● What is required:
Go through the material line by line and copy each one with the word "retmax".

● Input:

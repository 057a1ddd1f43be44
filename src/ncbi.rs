use std::thread;
use std::time::Duration;

use reqwest::blocking::{Client, RequestBuilder, Response};
use reqwest::header::{HeaderMap, HeaderValue, USER_AGENT};
use serde::Serialize;
use serde_json::Value;

use crate::error::RefProtError;

pub const EUTILS_BASE: &str = "https://eutils.ncbi.nlm.nih.gov/entrez/eutils";
pub const PROTEIN_DB: &str = "protein";
const TOOL_NAME: &str = "kira-refprot";

/// Fields of an esummary document the retrieval uses. NCBI may omit any
/// of them.
#[derive(Debug, Clone, Default, PartialEq, Eq, Serialize)]
pub struct DocSummary {
    pub caption: Option<String>,
    pub title: Option<String>,
    pub organism: Option<String>,
}

pub trait EntrezClient: Send + Sync {
    /// Ranked identifiers for `term`, at most `retmax` of them.
    fn search(&self, term: &str, retmax: usize) -> Result<Vec<String>, RefProtError>;
    fn fetch_fasta(&self, uid: &str) -> Result<String, RefProtError>;
    fn fetch_summary(&self, uid: &str) -> Result<DocSummary, RefProtError>;
}

impl<T: EntrezClient + ?Sized> EntrezClient for &T {
    fn search(&self, term: &str, retmax: usize) -> Result<Vec<String>, RefProtError> {
        (**self).search(term, retmax)
    }

    fn fetch_fasta(&self, uid: &str) -> Result<String, RefProtError> {
        (**self).fetch_fasta(uid)
    }

    fn fetch_summary(&self, uid: &str) -> Result<DocSummary, RefProtError> {
        (**self).fetch_summary(uid)
    }
}

#[derive(Clone)]
pub struct EntrezHttpClient {
    client: Client,
    base_url: String,
    email: String,
    api_key: Option<String>,
}

impl EntrezHttpClient {
    pub fn new(email: &str) -> Result<Self, RefProtError> {
        let mut headers = HeaderMap::new();
        headers.insert(
            USER_AGENT,
            HeaderValue::from_str(&format!("{TOOL_NAME}/{}", env!("CARGO_PKG_VERSION")))
                .map_err(|err| RefProtError::EntrezHttp(err.to_string()))?,
        );

        let client = Client::builder()
            .default_headers(headers)
            .timeout(Duration::from_secs(60))
            .build()
            .map_err(|err| RefProtError::EntrezHttp(err.to_string()))?;

        let api_key = std::env::var("NCBI_API_KEY")
            .ok()
            .map(|key| key.trim().to_string())
            .filter(|key| !key.is_empty());

        Ok(Self {
            client,
            base_url: EUTILS_BASE.to_string(),
            email: email.trim().to_string(),
            api_key,
        })
    }

    fn request(&self, endpoint: &str, params: &[(&str, &str)]) -> RequestBuilder {
        let mut request = self
            .client
            .get(format!("{}/{endpoint}", self.base_url))
            .query(params)
            .query(&[("tool", TOOL_NAME), ("email", self.email.as_str())]);
        if let Some(key) = &self.api_key {
            request = request.query(&[("api_key", key.as_str())]);
        }
        request
    }

    fn handle_status(response: Response) -> Result<Response, RefProtError> {
        if response.status().is_success() {
            return Ok(response);
        }
        let status = response.status().as_u16();
        let message = response
            .text()
            .unwrap_or_else(|_| "NCBI request failed".to_string());
        Err(RefProtError::EntrezStatus { status, message })
    }

    // Back-off never drops below the E-utilities request spacing.
    fn send_with_retries<F>(&self, mut make_req: F) -> Result<Response, RefProtError>
    where
        F: FnMut() -> RequestBuilder,
    {
        const MAX_RETRIES: usize = 3;
        const BASE_DELAY_MS: u64 = 350;
        let mut attempt = 0usize;
        loop {
            match make_req().send() {
                Ok(resp) => {
                    let status = resp.status().as_u16();
                    if attempt < MAX_RETRIES && is_retryable_status(status) {
                        thread::sleep(Duration::from_millis(BASE_DELAY_MS * (attempt as u64 + 1)));
                        attempt += 1;
                        continue;
                    }
                    return Self::handle_status(resp);
                }
                Err(err) => {
                    if attempt < MAX_RETRIES && is_retryable_error(&err) {
                        thread::sleep(Duration::from_millis(BASE_DELAY_MS * (attempt as u64 + 1)));
                        attempt += 1;
                        continue;
                    }
                    return Err(RefProtError::EntrezHttp(err.to_string()));
                }
            }
        }
    }

    fn get_json(&self, endpoint: &str, params: &[(&str, &str)]) -> Result<Value, RefProtError> {
        let response = self.send_with_retries(|| self.request(endpoint, params))?;
        response
            .json()
            .map_err(|err| RefProtError::EntrezParse(err.to_string()))
    }
}

impl EntrezClient for EntrezHttpClient {
    fn search(&self, term: &str, retmax: usize) -> Result<Vec<String>, RefProtError> {
        let retmax = retmax.to_string();
        let payload = self.get_json(
            "esearch.fcgi",
            &[
                ("db", PROTEIN_DB),
                ("term", term),
                ("retmax", retmax.as_str()),
                ("retmode", "json"),
            ],
        )?;
        parse_search_ids(&payload)
    }

    fn fetch_fasta(&self, uid: &str) -> Result<String, RefProtError> {
        let response = self.send_with_retries(|| {
            self.request(
                "efetch.fcgi",
                &[
                    ("db", PROTEIN_DB),
                    ("id", uid),
                    ("rettype", "fasta"),
                    ("retmode", "text"),
                ],
            )
        })?;
        response
            .text()
            .map_err(|err| RefProtError::EntrezHttp(err.to_string()))
    }

    fn fetch_summary(&self, uid: &str) -> Result<DocSummary, RefProtError> {
        let payload = self.get_json(
            "esummary.fcgi",
            &[("db", PROTEIN_DB), ("id", uid), ("retmode", "json")],
        )?;
        parse_summary(&payload, uid)
    }
}

pub fn parse_search_ids(payload: &Value) -> Result<Vec<String>, RefProtError> {
    let result = payload
        .get("esearchresult")
        .ok_or_else(|| RefProtError::EntrezParse(describe_error(payload, "esearchresult")))?;
    if let Some(error) = result.get("ERROR").and_then(Value::as_str) {
        return Err(RefProtError::EntrezParse(error.to_string()));
    }
    let ids = result["idlist"]
        .as_array()
        .ok_or_else(|| RefProtError::EntrezParse("esearch response without idlist".to_string()))?;
    Ok(ids
        .iter()
        .filter_map(|id| match id {
            Value::String(value) => Some(value.clone()),
            Value::Number(value) => Some(value.to_string()),
            _ => None,
        })
        .collect())
}

pub fn parse_summary(payload: &Value, uid: &str) -> Result<DocSummary, RefProtError> {
    let result = payload
        .get("result")
        .ok_or_else(|| RefProtError::EntrezParse(describe_error(payload, "result")))?;
    let doc = result.get(uid).or_else(|| {
        result["uids"]
            .as_array()
            .and_then(|uids| uids.first())
            .and_then(Value::as_str)
            .and_then(|first| result.get(first))
    });
    let Some(doc) = doc else {
        return Err(RefProtError::EntrezParse(format!(
            "esummary response has no document for {uid}"
        )));
    };
    if let Some(error) = doc.get("error").and_then(Value::as_str) {
        return Err(RefProtError::EntrezParse(error.to_string()));
    }

    Ok(DocSummary {
        caption: non_empty(doc, "caption"),
        title: non_empty(doc, "title"),
        organism: non_empty(doc, "organism"),
    })
}

fn non_empty(doc: &Value, field: &str) -> Option<String> {
    doc.get(field)
        .and_then(Value::as_str)
        .map(str::trim)
        .filter(|value| !value.is_empty())
        .map(str::to_string)
}

fn describe_error(payload: &Value, expected: &str) -> String {
    payload
        .get("error")
        .and_then(Value::as_str)
        .map(str::to_string)
        .unwrap_or_else(|| format!("response missing `{expected}`"))
}

fn is_retryable_status(status: u16) -> bool {
    matches!(status, 429 | 500 | 502 | 503 | 504)
}

fn is_retryable_error(err: &reqwest::Error) -> bool {
    err.is_timeout() || err.is_connect() || err.is_request()
}

#[cfg(test)]
mod tests {
    use super::*;

    #[test]
    fn retryable_statuses() {
        assert!(is_retryable_status(429));
        assert!(is_retryable_status(503));
        assert!(!is_retryable_status(400));
        assert!(!is_retryable_status(404));
    }

    #[test]
    fn empty_summary_fields_are_absent() {
        let payload = serde_json::json!({
            "result": {
                "uids": ["42"],
                "42": { "caption": "", "title": "  ", "organism": "Escherichia coli" }
            }
        });
        let summary = parse_summary(&payload, "42").unwrap();
        assert_eq!(summary.caption, None);
        assert_eq!(summary.title, None);
        assert_eq!(summary.organism.as_deref(), Some("Escherichia coli"));
    }
}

● Exercise result:
    /// Ranked identifiers for `term`, at most `retmax` of them.
    fn search(&self, term: &str, retmax: usize) -> Result<Vec<String>, RefProtError>;
    fn search(&self, term: &str, retmax: usize) -> Result<Vec<String>, RefProtError> {
        (**self).search(term, retmax)
    fn search(&self, term: &str, retmax: usize) -> Result<Vec<String>, RefProtError> {
        let retmax = retmax.to_string();
                ("retmax", retmax.as_str()),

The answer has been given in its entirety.